If your a turbo car, get some arps, and be done with it.
Wow... You're right. Last time I looked up the stock head bolts (I guess it was probably a good 6+ years ago), they were about the same price as ARP. My bad.
The cars not mine, its a friends. I'm just doing the work. He is taking the head tp a shop to get it rebuilt and make sure its not warped. I did tell him to take the head studs too and have the guy measure them to see if they were within spec still.
Just get new and be done with it. Your buddy will thank you when it comes time to put them in and you have new and are not risking using the old ones and having the chance of one or more of them being out of spec.
How about the timing belt tensioner should we replace that as well? The car has about 70k on it, original timing belt (the belts getting replaced with a new one)

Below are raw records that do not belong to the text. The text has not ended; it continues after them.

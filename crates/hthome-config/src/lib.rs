//! Configuration for the hthome host.
//!
//! TOML file + `HTHOME_*` environment, credential resolution
//! (env + keyring + plaintext), and translation to
//! `hthome_core::SessionConfig`.

use std::path::{Path, PathBuf};
use std::time::Duration;

use directories::ProjectDirs;
use figment::{
    Figment,
    providers::{Env, Format, Serialized, Toml},
};
use secrecy::SecretString;
use serde::{Deserialize, Serialize};
use thiserror::Error;

use hthome_api::{Credentials, TransportConfig};
use hthome_core::{CoreError, SessionConfig};

/// Keyring service name; entries are keyed by account id.
pub const KEYRING_SERVICE: &str = "hthome";

/// Environment variable overriding the config file location.
pub const CONFIG_PATH_ENV: &str = "HTHOME_CONFIG";

const ENV_PREFIX: &str = "HTHOME_";
const PASSWORD_ENV: &str = "HTHOME_PASSWORD";

// ── Error ───────────────────────────────────────────────────────────

#[derive(Debug, Error)]
pub enum ConfigError {
    #[error("invalid {field}: {reason}")]
    Validation { field: String, reason: String },

    #[error("missing required setting '{field}'")]
    Missing { field: &'static str },

    #[error("no password configured for '{id}'")]
    NoPassword { id: String },

    #[error("keyring error: {0}")]
    Keyring(String),

    #[error("failed to serialize config: {0}")]
    Serialization(#[from] toml::ser::Error),

    #[error("config loading failed: {0}")]
    Figment(Box<figment::Error>),

    #[error("IO error: {0}")]
    Io(#[from] std::io::Error),
}

impl From<figment::Error> for ConfigError {
    fn from(err: figment::Error) -> Self {
        Self::Figment(Box::new(err))
    }
}

impl From<ConfigError> for CoreError {
    fn from(err: ConfigError) -> Self {
        CoreError::Config {
            message: err.to_string(),
        }
    }
}

// ── TOML config ─────────────────────────────────────────────────────

/// On-disk configuration.
#[derive(Debug, Clone, Default, PartialEq, Eq, Deserialize, Serialize)]
pub struct Config {
    /// Account identifier.
    pub id: Option<String>,

    /// Plaintext password. The keyring and `HTHOME_PASSWORD` take precedence.
    pub password: Option<String>,

    /// Seconds between two state polls of one device.
    pub device_state_refresh_interval: Option<u64>,

    /// Alternative API origin.
    pub base_url: Option<String>,

    /// Per-request timeout in seconds.
    #[serde(default = "default_timeout")]
    pub timeout: u64,

    /// Publish commanded state before the next poll confirms it.
    #[serde(default)]
    pub optimistic_updates: bool,
}

fn default_timeout() -> u64 {
    30
}

// ── Config file path ────────────────────────────────────────────────

/// Resolve the config file path: `HTHOME_CONFIG`, else platform conventions.
pub fn config_path() -> PathBuf {
    if let Some(path) = std::env::var_os(CONFIG_PATH_ENV) {
        return PathBuf::from(path);
    }

    ProjectDirs::from("com", "hthome", "hthome").map_or_else(
        || {
            let mut p = PathBuf::from(std::env::var("HOME").unwrap_or_else(|_| ".".into()));
            p.push(".config");
            p.push("hthome");
            p.push("config.toml");
            p
        },
        |dirs| dirs.config_dir().join("config.toml"),
    )
}

// ── Config loading ──────────────────────────────────────────────────

/// Load the config from the canonical path + environment.
pub fn load_config() -> Result<Config, ConfigError> {
    load_config_from(&config_path())
}

/// Load the config from `path` + environment. A missing file is not an
/// error; environment variables alone can configure everything.
pub fn load_config_from(path: &Path) -> Result<Config, ConfigError> {
    let figment = Figment::new()
        .merge(Serialized::defaults(Config {
            timeout: default_timeout(),
            ..Config::default()
        }))
        .merge(Toml::file(path))
        .merge(Env::prefixed(ENV_PREFIX).ignore(&["password", "config"]));

    let config: Config = figment.extract()?;
    Ok(config)
}

// ── Config saving ───────────────────────────────────────────────────

/// Serialize config to TOML and write to the canonical config path.
pub fn save_config(cfg: &Config) -> Result<PathBuf, ConfigError> {
    let path = config_path();
    save_config_to(&path, cfg)?;
    Ok(path)
}

pub fn save_config_to(path: &Path, cfg: &Config) -> Result<(), ConfigError> {
    if let Some(parent) = path.parent() {
        std::fs::create_dir_all(parent)?;
    }
    let toml_str = toml::to_string_pretty(cfg)?;
    std::fs::write(path, toml_str)?;
    Ok(())
}

// ── Credential resolution ───────────────────────────────────────────

/// Resolve the account password.
///
/// Order: `HTHOME_PASSWORD`, system keyring entry for `id`, plaintext in
/// the config file.
pub fn resolve_password(cfg: &Config, id: &str) -> Result<SecretString, ConfigError> {
    // 1. Env var
    if let Ok(pw) = std::env::var(PASSWORD_ENV) {
        if !pw.is_empty() {
            return Ok(SecretString::from(pw));
        }
    }

    // 2. Keyring
    if let Ok(entry) = keyring::Entry::new(KEYRING_SERVICE, id) {
        if let Ok(pw) = entry.get_password() {
            return Ok(SecretString::from(pw));
        }
    }

    // 3. Plaintext in config
    if let Some(ref pw) = cfg.password {
        return Ok(SecretString::from(pw.clone()));
    }

    Err(ConfigError::NoPassword { id: id.into() })
}

/// Store `password` in the system keyring under `id`.
pub fn store_password(id: &str, password: &str) -> Result<(), ConfigError> {
    keyring::Entry::new(KEYRING_SERVICE, id)
        .and_then(|entry| entry.set_password(password))
        .map_err(|e| ConfigError::Keyring(e.to_string()))
}

// ── Translation to SessionConfig ────────────────────────────────────

/// Build a validated `SessionConfig`.
pub fn to_session_config(cfg: &Config) -> Result<SessionConfig, ConfigError> {
    let id = cfg
        .id
        .as_deref()
        .filter(|id| !id.trim().is_empty())
        .ok_or(ConfigError::Missing { field: "id" })?;
    let password = resolve_password(cfg, id)?;

    let interval = cfg
        .device_state_refresh_interval
        .ok_or(ConfigError::Missing {
            field: "device_state_refresh_interval",
        })?;
    if interval == 0 {
        return Err(ConfigError::Validation {
            field: "device_state_refresh_interval".into(),
            reason: "must be greater than zero".into(),
        });
    }
    if cfg.timeout == 0 {
        return Err(ConfigError::Validation {
            field: "timeout".into(),
            reason: "must be greater than zero".into(),
        });
    }

    let mut transport = TransportConfig::default().with_timeout(Duration::from_secs(cfg.timeout));
    if let Some(ref raw) = cfg.base_url {
        let url: url::Url = raw.parse().map_err(|_| ConfigError::Validation {
            field: "base_url".into(),
            reason: format!("invalid URL: {raw}"),
        })?;
        transport = transport.with_base_url(url);
    }

    let session = SessionConfig::new(
        Credentials::new(id, password),
        Duration::from_secs(interval),
    )
    .map_err(|e| ConfigError::Validation {
        field: "credentials".into(),
        reason: e.to_string(),
    })?;

    Ok(session
        .with_transport(transport)
        .with_optimistic_updates(cfg.optimistic_updates))
}

#[cfg(test)]
#[allow(clippy::unwrap_used)]
mod tests {
    use figment::Jail;

    use super::*;

    fn complete() -> Config {
        Config {
            id: Some("someone".into()),
            password: Some("pw".into()),
            device_state_refresh_interval: Some(10),
            base_url: None,
            timeout: 30,
            optimistic_updates: false,
        }
    }

    #[test]
    fn file_and_env_are_merged() {
        Jail::expect_with(|jail| {
            jail.create_file(
                "config.toml",
                r#"
                    id = "from-file"
                    device_state_refresh_interval = 5
                "#,
            )?;
            jail.set_env("HTHOME_DEVICE_STATE_REFRESH_INTERVAL", "15");
            jail.set_env("HTHOME_TIMEOUT", "7");

            let cfg = load_config_from(Path::new("config.toml")).unwrap();
            assert_eq!(cfg.id.as_deref(), Some("from-file"));
            assert_eq!(cfg.device_state_refresh_interval, Some(15));
            assert_eq!(cfg.timeout, 7);
            Ok(())
        });
    }

    #[test]
    fn missing_file_yields_defaults() {
        Jail::expect_with(|_| {
            let cfg = load_config_from(Path::new("nope.toml")).unwrap();
            assert_eq!(cfg.id, None);
            assert_eq!(cfg.timeout, 30);
            Ok(())
        });
    }

    #[test]
    fn password_env_is_not_read_into_the_file_field() {
        Jail::expect_with(|jail| {
            jail.set_env("HTHOME_PASSWORD", "from-env");
            let cfg = load_config_from(Path::new("config.toml")).unwrap();
            assert_eq!(cfg.password, None);
            Ok(())
        });
    }

    #[test]
    fn save_then_load() {
        let dir = tempfile::tempdir().unwrap();
        let path = dir.path().join("nested").join("config.toml");
        save_config_to(&path, &complete()).unwrap();

        let text = std::fs::read_to_string(&path).unwrap();
        assert!(text.contains("device_state_refresh_interval = 10"), "{text}");
    }

    #[test]
    fn complete_config_translates() {
        let mut cfg = complete();
        cfg.base_url = Some("http://127.0.0.1:9999".into());
        cfg.optimistic_updates = true;

        let session = to_session_config(&cfg).unwrap();
        assert_eq!(session.credentials.id(), "someone");
        assert_eq!(session.poll_interval, Duration::from_secs(10));
        assert_eq!(session.transport.base_url.as_str(), "http://127.0.0.1:9999/");
        assert!(session.optimistic_updates);
    }

    #[test]
    fn missing_interval_is_rejected() {
        let mut cfg = complete();
        cfg.device_state_refresh_interval = None;
        assert!(matches!(
            to_session_config(&cfg),
            Err(ConfigError::Missing {
                field: "device_state_refresh_interval"
            })
        ));
    }

    #[test]
    fn zero_interval_is_rejected() {
        let mut cfg = complete();
        cfg.device_state_refresh_interval = Some(0);
        assert!(matches!(
            to_session_config(&cfg),
            Err(ConfigError::Validation { ref field, .. }) if field == "device_state_refresh_interval"
        ));
    }

    #[test]
    fn missing_id_is_rejected() {
        let mut cfg = complete();
        cfg.id = Some("  ".into());
        assert!(matches!(
            to_session_config(&cfg),
            Err(ConfigError::Missing { field: "id" })
        ));
    }

    #[test]
    fn bad_base_url_is_rejected() {
        let mut cfg = complete();
        cfg.base_url = Some("not a url".into());
        assert!(matches!(
            to_session_config(&cfg),
            Err(ConfigError::Validation { ref field, .. }) if field == "base_url"
        ));
    }

    #[test]
    fn config_errors_become_core_config_errors() {
        let core: CoreError = ConfigError::Missing { field: "id" }.into();
        assert!(matches!(core, CoreError::Config { .. }));
    }
}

You can test it to make sure the tensioner is good and the timing components can also be checked. I always recommend it because I dont wanna see someone lose their motor cause they didn't change/check it.
It's a good idea, if he plans on keeping the car until the next timing belt job, to replace:
Water pump
Both timing belt pulleys (Tensioner and Idler)
Hydraulic Tensioner
and, if it still has the balance shafts:
Balance shaft belt and idler pulley
It's a peace of mind thing.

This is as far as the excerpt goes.